• [Saved data entries]:
//! Error types for configuration system.
//!
//! This module defines all possible error types used in the configuration system.
use thiserror::Error;

#[derive(Error, Debug)]
pub enum ConfigFileError {
    #[error("Missing required field: {0}")]
    MissingField(String),
    #[error("IO error: {0}")]
    IoError(#[from] std::io::Error),
    #[error("JSON error: {0}")]
    JsonError(#[from] serde_json::Error),
    #[error("Duplicate network error: {0}")]
    DuplicateNetwork(String),
    #[error("Invalid format: {0}")]
    InvalidFormat(String),
    #[error("File not found: {0}")]
    FileNotFound(String),
}
//! This module provides functionality for loading and validating the networks
//! configuration file for the deployment harness.
//!
//! The file declares the networks the harness can deploy to: their chain
//! identifiers, RPC endpoints, whether they are local development networks,
//! and the statically configured price feed address for live networks.
//! Validation runs before any component consumes the configuration, so that
//! a missing field or a malformed address fails at startup rather than at
//! deployment time.
use std::{collections::HashSet, fs, path::Path};

use serde::{Deserialize, Serialize};

use crate::config::ConfigFileError;

mod network;
pub use network::*;

#[derive(Debug, Serialize, Deserialize, Clone)]
pub struct Config {
    pub networks: Vec<NetworkFileConfig>,
}

impl Config {
    /// Validates every network entry and cross-entry uniqueness constraints.
    ///
    /// # Errors
    /// Returns a `ConfigFileError` if any validation checks fail.
    pub fn validate(&self) -> Result<(), ConfigFileError> {
        if self.networks.is_empty() {
            return Err(ConfigFileError::MissingField("networks".into()));
        }

        for network in &self.networks {
            network.validate()?;
        }

        self.validate_unique_names()?;
        self.validate_unique_chain_ids()?;

        Ok(())
    }

    fn validate_unique_names(&self) -> Result<(), ConfigFileError> {
        let mut names = HashSet::new();
        for network in &self.networks {
            if !names.insert(&network.network) {
                return Err(ConfigFileError::DuplicateNetwork(format!(
                    "Network name '{}' appears more than once",
                    network.network
                )));
            }
        }
        Ok(())
    }

    fn validate_unique_chain_ids(&self) -> Result<(), ConfigFileError> {
        let mut chain_ids = HashSet::new();
        for network in &self.networks {
            if let Some(chain_id) = network.chain_id {
                if !chain_ids.insert(chain_id) {
                    return Err(ConfigFileError::DuplicateNetwork(format!(
                        "Chain id {} appears more than once",
                        chain_id
                    )));
                }
            }
        }
        Ok(())
    }
}

/// Loads and validates the networks configuration from a JSON file.
///
/// # Errors
/// Returns a `ConfigFileError` if the file is missing, unreadable, malformed,
/// or fails validation.
pub fn load_config(config_file_path: &str) -> Result<Config, ConfigFileError> {
    if !Path::new(config_file_path).exists() {
        return Err(ConfigFileError::FileNotFound(config_file_path.to_string()));
    }

    let contents = fs::read_to_string(config_file_path)?;
    let config: Config = serde_json::from_str(&contents)?;
    config.validate()?;
    Ok(config)
}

• [Instructions for the task]:
Tally the lines above that contain "HashSet"; give only the number.

• [Result for this task]:
3